- **Task objective**:
From the entries below, extract every line that includes the word "docs".

Material supplied: Begin

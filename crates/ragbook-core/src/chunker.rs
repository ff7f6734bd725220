//! Token-bounded document chunking.
//!
//! Each chunk covers at most `chunk_size` tokens. When the token window holds
//! a sentence boundary past `min_chunk_size_chars` characters, the chunk is
//! cut after the token carrying the last such boundary so chunks tend to end
//! on whole sentences.

use std::ops::Range;
use std::sync::Arc;

use serde::{Deserialize, Serialize};
use tracing::{info, warn};

use crate::error::{Error, Result};
use crate::traits::Tokenizer;
use crate::types::{Document, DocumentChunk};

#[derive(Debug, Clone, PartialEq, Eq, Serialize, Deserialize)]
#[serde(default)]
pub struct ChunkingConfig {
    /// Target chunk size in tokens.
    pub chunk_size: usize,
    /// Minimum characters before a sentence boundary may end a chunk.
    pub min_chunk_size_chars: usize,
    /// Chunks this short (in characters) or shorter are discarded.
    pub min_chunk_length_to_embed: usize,
    pub max_num_chunks: usize,
    pub keep_separator: bool,
}

impl Default for ChunkingConfig {
    fn default() -> Self {
        Self {
            chunk_size: 300,
            min_chunk_size_chars: 350,
            min_chunk_length_to_embed: 5,
            max_num_chunks: 10_000,
            keep_separator: true,
        }
    }
}

/// Splits on runs of whitespace; every maximal non-whitespace run is a token.
#[derive(Debug, Clone, Copy, Default)]
pub struct WhitespaceTokenizer;

impl Tokenizer for WhitespaceTokenizer {
    fn token_spans(&self, text: &str) -> Result<Vec<Range<usize>>> {
        let mut spans = Vec::new();
        let mut start: Option<usize> = None;
        for (i, ch) in text.char_indices() {
            match (ch.is_whitespace(), start) {
                (true, Some(s)) => { spans.push(s..i); start = None; }
                (false, None) => start = Some(i),
                _ => {}
            }
        }
        if let Some(s) = start { spans.push(s..text.len()); }
        Ok(spans)
    }
}

pub struct TokenChunker {
    config: ChunkingConfig,
    tokenizer: Arc<dyn Tokenizer>,
}

impl TokenChunker {
    pub fn new(config: ChunkingConfig, tokenizer: Arc<dyn Tokenizer>) -> Result<Self> {
        if config.chunk_size == 0 {
            return Err(Error::InvalidConfig("chunk_size must be positive".into()));
        }
        Ok(Self { config, tokenizer })
    }

    pub fn config(&self) -> &ChunkingConfig { &self.config }

    pub fn split_text(&self, text: &str) -> Result<Vec<String>> {
        let spans = self.tokenizer.token_spans(text)?;
        let mut chunks = Vec::new();
        let mut next = 0;
        while next < spans.len() && chunks.len() < self.config.max_num_chunks {
            let last = (next + self.config.chunk_size).min(spans.len()) - 1;
            let start = spans[next].start;
            let window = &text[start..spans[last].end];

            let mut cut = last;
            if let Some(boundary) = self.last_boundary(window) {
                let boundary = start + boundary;
                if let Some(offset) = spans[next..=last].iter().rposition(|s| s.start <= boundary) {
                    cut = next + offset;
                }
            }

            let raw = &text[start..spans[cut].end];
            let piece = if self.config.keep_separator {
                raw.trim().to_string()
            } else {
                raw.replace("\r\n", " ").replace('\n', " ").trim().to_string()
            };
            if piece.chars().count() > self.config.min_chunk_length_to_embed {
                chunks.push(piece);
            }
            next = cut + 1;
        }
        if next < spans.len() {
            warn!(max = self.config.max_num_chunks, dropped_tokens = spans.len() - next, "chunk limit reached, dropping tail");
        }
        Ok(chunks)
    }

    /// Byte offset of the last sentence boundary that sits past the minimum length.
    fn last_boundary(&self, window: &str) -> Option<usize> {
        window
            .char_indices()
            .enumerate()
            .filter(|(pos, (_, ch))| *pos > self.config.min_chunk_size_chars && matches!(ch, '.' | '?' | '!' | '\n'))
            .map(|(_, (byte, _))| byte)
            .last()
    }

    pub fn split_document(&self, doc: &Document) -> Result<Vec<DocumentChunk>> {
        let pieces = self.split_text(&doc.content)?;
        let total = pieces.len();
        Ok(pieces
            .into_iter()
            .enumerate()
            .map(|(i, content)| DocumentChunk {
                id: format!("{}:{}", doc.id, i),
                doc_id: doc.id.clone(),
                content,
                chunk_index: i,
                total_chunks: total,
                metadata: doc.metadata.clone(),
            })
            .collect())
    }

    pub fn split_documents(&self, docs: &[Document]) -> Result<Vec<DocumentChunk>> {
        let mut out = Vec::new();
        for doc in docs {
            out.extend(self.split_document(doc)?);
        }
        info!(documents = docs.len(), chunks = out.len(), chunk_size = self.config.chunk_size, "split documents");
        Ok(out)
    }
}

Material supplied: End

- **Answer box**:
    pub fn split_documents(&self, docs: &[Document]) -> Result<Vec<DocumentChunk>> {
        for doc in docs {
        info!(documents = docs.len(), chunks = out.len(), chunk_size = self.config.chunk_size, "split documents");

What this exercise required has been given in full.